Don't Settle for Eventual Consistency (2014)

taeric · on July 8, 2017

Alternatively, don't require strong consistency everywhere. Instead, make sure to have it places it makes sense, and always reason about it.

I view this as a generalization of optimistic locking on source control. I don't envy my past self for having to checkout code with a lock that I was going to change it.

sriram_malhar · on July 8, 2017

Are you saying that optimistic locking isn't strongly consistent? If so, that's not quite correct. When the locking is optimistic, a serialisable transaction would abort if found conflicting with another transaction.

taeric · on July 9, 2017

I'm saying that requiring strong consistency is like requiring pessimistic locking in an org. In some ways, it sounds easier and seems to have better guarantees. In practice, it is more work and slows you down.
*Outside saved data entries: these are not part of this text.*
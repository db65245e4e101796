//! nvtune - NVML-based GPU tuning tool
//!
//! A command-line tool that applies a power cap percentage and
//! graphics/memory clock offsets to every detected NVIDIA GPU.

use clap::Parser;
use nvtune::cli::args::{generate_completions, Cli};
use nvtune::commands::run_tune;
use nvtune::error::AppError;

fn main() {
    // Initialize logging
    env_logger::Builder::from_env(env_logger::Env::default().default_filter_or("warn"))
        .format_timestamp(None)
        .init();

    // Parse CLI arguments
    let cli = Cli::parse();

    // Set log level based on verbose flag
    if cli.verbose {
        log::set_max_level(log::LevelFilter::Debug);
    }

    if let Some(shell) = cli.completions {
        generate_completions(shell);
        return;
    }

    // Vendor-side failures are reported but do not change the exit status;
    // only argument parsing (handled by clap above) exits nonzero.
    if let Err(e) = run_tune(&cli) {
        log::error!("{}", e);
        print_error(&e);
    }
}

fn print_error(err: &AppError) {
    eprintln!("Error: {}", err);

    // Print helpful hints for common errors
    match err {
        AppError::Nvml(nvtune::error::NvmlError::LibraryNotFound) => {
            eprintln!();
            eprintln!("Hint: Make sure the NVIDIA driver is installed.");
            eprintln!("      On Linux, install the nvidia-utils package.");
        }
        AppError::Nvml(nvtune::error::NvmlError::InsufficientPermissions(_)) => {
            eprintln!();
            eprintln!("Hint: Try running with sudo or as root.");
        }
        AppError::NoGpusFound => {
            eprintln!();
            eprintln!("Hint: Make sure you have an NVIDIA GPU installed.");
            eprintln!("      Check 'nvidia-smi' for GPU detection.");
        }
        _ => {}
    }
}
//! Trait definitions for GPU operations
//!
//! These traits abstract over NVML to enable testing with mocks.

use crate::domain::{ClockDomain, ClockOffset, GpuInfo, PowerConstraints, PowerLimit};
use crate::error::NvmlError;

/// Trait for GPU device operations
///
/// This trait abstracts all GPU operations, allowing for mock implementations
/// in tests while using real NVML in production.
pub trait GpuDevice: Send + Sync {
    /// Get GPU information
    fn info(&self) -> Result<GpuInfo, NvmlError>;

    /// Get the GPU name
    fn name(&self) -> Result<String, NvmlError>;

    /// Get the GPU index
    fn index(&self) -> u32;

    // Power operations
    /// Get current power limit
    fn power_limit(&self) -> Result<PowerLimit, NvmlError>;

    /// Get power constraints (min/max/default)
    ///
    /// Returns `NotSupported` on GPUs without a manageable power budget;
    /// callers treat that as "skip power capping on this device".
    fn power_constraints(&self) -> Result<PowerConstraints, NvmlError>;

    /// Set power limit
    fn set_power_limit(&mut self, limit: PowerLimit) -> Result<(), NvmlError>;

    // Clock operations
    /// Get the current VF offset for a clock domain
    fn clock_offset(&self, domain: ClockDomain) -> Result<ClockOffset, NvmlError>;

    /// Set the VF offset for a clock domain
    fn set_clock_offset(&mut self, domain: ClockDomain, offset: ClockOffset)
        -> Result<(), NvmlError>;
}

/// Trait for managing multiple GPUs
///
/// This trait provides methods for discovering and accessing GPU devices.
pub trait GpuManager: Send + Sync {
    /// The device type returned by this manager
    type Device: GpuDevice;

    /// Get the number of GPU devices
    fn device_count(&self) -> Result<u32, NvmlError>;

    /// Get a device by index
    fn device_by_index(&self, index: u32) -> Result<Self::Device, NvmlError>;

    /// Get all devices, bounded by the vendor handle-array size
    ///
    /// An index that fails to resolve is skipped so one broken device
    /// cannot empty the list.
    fn all_devices(&self) -> Result<Vec<Self::Device>, NvmlError> {
        let count = (self.device_count()? as usize).min(crate::domain::MAX_PHYSICAL_GPUS);
        let mut devices = Vec::with_capacity(count);
        for i in 0..count as u32 {
            match self.device_by_index(i) {
                Ok(device) => devices.push(device),
                Err(e) => log::warn!("Skipping GPU index {}: {}", i, e),
            }
        }
        Ok(devices)
    }

    /// Get driver version
    fn driver_version(&self) -> Result<String, NvmlError>;

    /// Get NVML version
    fn nvml_version(&self) -> Result<String, NvmlError>;
}
//! Tune command implementation
//!
//! The driver loop: discovers GPUs and applies the tuning plan to each one
//! in a fixed order, reporting every step.

use crate::cli::args::{Cli, OutputFormat};
use crate::cli::output::{print_output, Message, TuneStep};
use crate::domain::{ClockDomain, ClockOffset, PowerCapPercent};
use crate::error::{AppError, Result};
use crate::nvml::{GpuDevice, GpuManager, NvmlManager};
use crate::services::{PowerCapOutcome, TunePlan, TuningService};

/// Execute the tune command against real NVML
pub fn run_tune(cli: &Cli) -> Result<()> {
    let manager = NvmlManager::new()?;

    let plan = TunePlan::new(
        PowerCapPercent::new(cli.power_percent)?,
        ClockOffset::from_khz(cli.graphics_offset_khz),
        ClockOffset::from_khz(cli.memory_offset_khz),
    );
    let service = TuningService::new(plan, cli.dry_run);

    tune_all(&manager, &service, cli.gpu, cli.format)
}

/// Apply the service's plan to the selected GPUs
///
/// Applies to all discovered GPUs unless a single index was requested.
/// Per-GPU failures are reported and do not stop the loop; only an empty
/// discovery result is an error.
pub fn tune_all<M: GpuManager>(
    manager: &M,
    service: &TuningService,
    gpu_index: Option<u32>,
    format: OutputFormat,
) -> Result<()> {
    let mut devices = match gpu_index {
        Some(idx) => vec![manager.device_by_index(idx)?],
        None => manager.all_devices()?,
    };

    if devices.is_empty() {
        return Err(AppError::NoGpusFound);
    }

    log::debug!("Tuning {} GPU(s)", devices.len());

    for device in &mut devices {
        tune_device(service, device, format)?;
    }

    Ok(())
}

/// Apply all three operations to one device, in the fixed order
/// power cap, graphics offset, memory offset.
fn tune_device<D: GpuDevice>(
    service: &TuningService,
    device: &mut D,
    format: OutputFormat,
) -> Result<()> {
    let index = device.index();
    let name = device
        .name()
        .unwrap_or_else(|_| format!("GPU {}", index));

    progress(
        format!(
            "Setting power cap = {:.2} % on [{}] {}",
            service.plan().power_cap.as_percent(),
            index,
            name
        ),
        format,
    )?;
    let step = power_cap_step(service, device, index, &name);
    print_output(&step, format)?;

    for domain in [ClockDomain::Graphics, ClockDomain::Memory] {
        progress(
            format!(
                "Setting {} clock offset = {} kHz on [{}] {}",
                domain,
                service.plan().offset_for(domain).as_khz(),
                index,
                name
            ),
            format,
        )?;
        let step = clock_offset_step(service, device, domain, index, &name);
        print_output(&step, format)?;
    }

    Ok(())
}

fn progress(message: String, format: OutputFormat) -> Result<()> {
    print_output(
        &Message {
            message,
            success: true,
        },
        format,
    )?;
    Ok(())
}

fn power_cap_step<D: GpuDevice>(
    service: &TuningService,
    device: &mut D,
    index: u32,
    name: &str,
) -> TuneStep {
    let (outcome, success) = match service.apply_power_cap(device) {
        Ok(PowerCapOutcome::Applied(limit)) => (format!("applied {}", limit), true),
        Ok(PowerCapOutcome::SkippedUnsupported) => {
            ("skipped: power policies are not supported".to_string(), false)
        }
        Ok(PowerCapOutcome::SkippedOutOfRange {
            requested,
            constraints,
        }) => (
            format!(
                "skipped: requested {} outside supported range {}",
                requested, constraints
            ),
            false,
        ),
        Err(e) => (format!("failed: {}", e), false),
    };

    TuneStep {
        gpu_index: index,
        gpu_name: name.to_string(),
        operation: "power cap".to_string(),
        outcome,
        success,
    }
}

fn clock_offset_step<D: GpuDevice>(
    service: &TuningService,
    device: &mut D,
    domain: ClockDomain,
    index: u32,
    name: &str,
) -> TuneStep {
    let (outcome, success) = match service.apply_clock_offset(device, domain) {
        Ok(offset) => (format!("applied {}", offset), true),
        Err(e) => (format!("failed: {}", e), false),
    };

    TuneStep {
        gpu_index: index,
        gpu_name: name.to_string(),
        operation: format!("{} offset", domain),
        outcome,
        success,
    }
}

#[cfg(test)]
mod tests {
    use super::*;
    use crate::mock::{MockDevice, MockManager};

    fn service(percent: f64) -> TuningService {
        let plan = TunePlan::new(
            PowerCapPercent::new(percent).unwrap(),
            ClockOffset::from_khz(100_000),
            ClockOffset::from_khz(100_000),
        );
        TuningService::new(plan, false)
    }

    fn mutation_calls(manager: &MockManager) -> Vec<String> {
        manager
            .calls()
            .into_iter()
            .filter(|c| c.starts_with("set_"))
            .collect()
    }

    #[test]
    fn test_zero_gpus_means_no_mutations() {
        let manager = MockManager::new(0);

        let result = tune_all(&manager, &service(60.0), None, OutputFormat::Table);
        assert!(matches!(result, Err(AppError::NoGpusFound)));
        assert!(manager.calls().is_empty());
    }

    #[test]
    fn test_each_gpu_gets_three_operations_in_order() {
        let manager = MockManager::new(2);

        tune_all(&manager, &service(60.0), None, OutputFormat::Table).unwrap();

        let calls = mutation_calls(&manager);
        assert_eq!(calls.len(), 6);
        for (gpu, chunk) in calls.chunks(3).enumerate() {
            assert!(chunk[0].starts_with(&format!("set_power_limit:gpu{}", gpu)));
            assert!(chunk[1].starts_with(&format!("set_clock_offset:gpu{}:graphics", gpu)));
            assert!(chunk[2].starts_with(&format!("set_clock_offset:gpu{}:memory", gpu)));
        }
    }

    #[test]
    fn test_out_of_range_power_skips_cap_but_not_clocks() {
        let manager = MockManager::new(1);

        // 20% of the mock's 300W default is 60W, below its 100W floor
        tune_all(&manager, &service(20.0), None, OutputFormat::Table).unwrap();

        let calls = mutation_calls(&manager);
        assert_eq!(calls.len(), 2);
        assert!(calls[0].starts_with("set_clock_offset:gpu0:graphics"));
        assert!(calls[1].starts_with("set_clock_offset:gpu0:memory"));
    }

    #[test]
    fn test_unsupported_power_policy_skips_cap_but_not_clocks() {
        let manager =
            MockManager::with_devices(vec![MockDevice::new(0).with_power_management(false)]);

        tune_all(&manager, &service(60.0), None, OutputFormat::Table).unwrap();

        let calls = mutation_calls(&manager);
        assert!(calls.iter().all(|c| !c.starts_with("set_power_limit")));
        assert_eq!(calls.len(), 2);
    }

    #[test]
    fn test_single_gpu_selection_only_touches_that_gpu() {
        let manager = MockManager::new(3);

        tune_all(&manager, &service(60.0), Some(1), OutputFormat::Table).unwrap();

        let calls = mutation_calls(&manager);
        assert_eq!(calls.len(), 3);
        assert!(calls.iter().all(|c| c.contains("gpu1")));
    }

    #[test]
    fn test_selecting_missing_gpu_is_an_error() {
        let manager = MockManager::new(1);

        let result = tune_all(&manager, &service(60.0), Some(7), OutputFormat::Table);
        assert!(result.is_err());
        assert!(manager.calls().is_empty());
    }

    #[test]
    fn test_dry_run_reports_without_mutating() {
        let plan = TunePlan::new(
            PowerCapPercent::new(60.0).unwrap(),
            ClockOffset::from_khz(100_000),
            ClockOffset::from_khz(100_000),
        );
        let service = TuningService::new(plan, true);
        let manager = MockManager::new(2);

        tune_all(&manager, &service, None, OutputFormat::Table).unwrap();

        assert!(mutation_calls(&manager).is_empty());
    }
}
sriram_malhar · on July 10, 2017

Strong consistency has strong guarantees, not just 'seems' to have -- hence the name.

In practice, strong consistency is less work for the client in many many (most?) cases. If concurrent clients can update the same key concurrently in several places, then the onus is on the client to somehow merge the differing versions at some point. There are few good options to do so correctly and efficiently. Let's consider the options.

a) Timestamps and last writer wins. Every version is time-stamped, and while merging, the latest timestamped version wins out. This is error-prone; a misconfigured clock can cause havoc.

b) Version-vectors: Allow you to track the causal history of different versions, but you still have the problem that if two versions are indeed concurrent, the client has to have code to merge them automatically -- experience with the Bayou system showed that this isn't easy. Your source-code example is in this category; recall how Git cannot always automatically merge conflicting changes ... the developer has to step in for manual changes.

3) Lattices. If you have the good fortune to have your data exhibit lattice properties (like CRDTs), then automatic merging is easy and elegant. However, you still don't get compositionality.

For a vast majority of the examples in recent history that have made a case for eventual consistency, subsequent examples have shown how to achieve strong consistency and still maintain respectable performance, as the subject of this thread indicates. Google Spanner and CockroachDb are linearizable, the strongest possible consistency, and are geo-replicated and unburdened by traditional lock or 2PC issues.

taeric · on July 10, 2017

Yeah, I'm not saying to completely abandon it. However, folks are well served learning that idempotency is your friend. Not always achievable, to be sure. However, even ec2 lets you launch instances with an idempotency key.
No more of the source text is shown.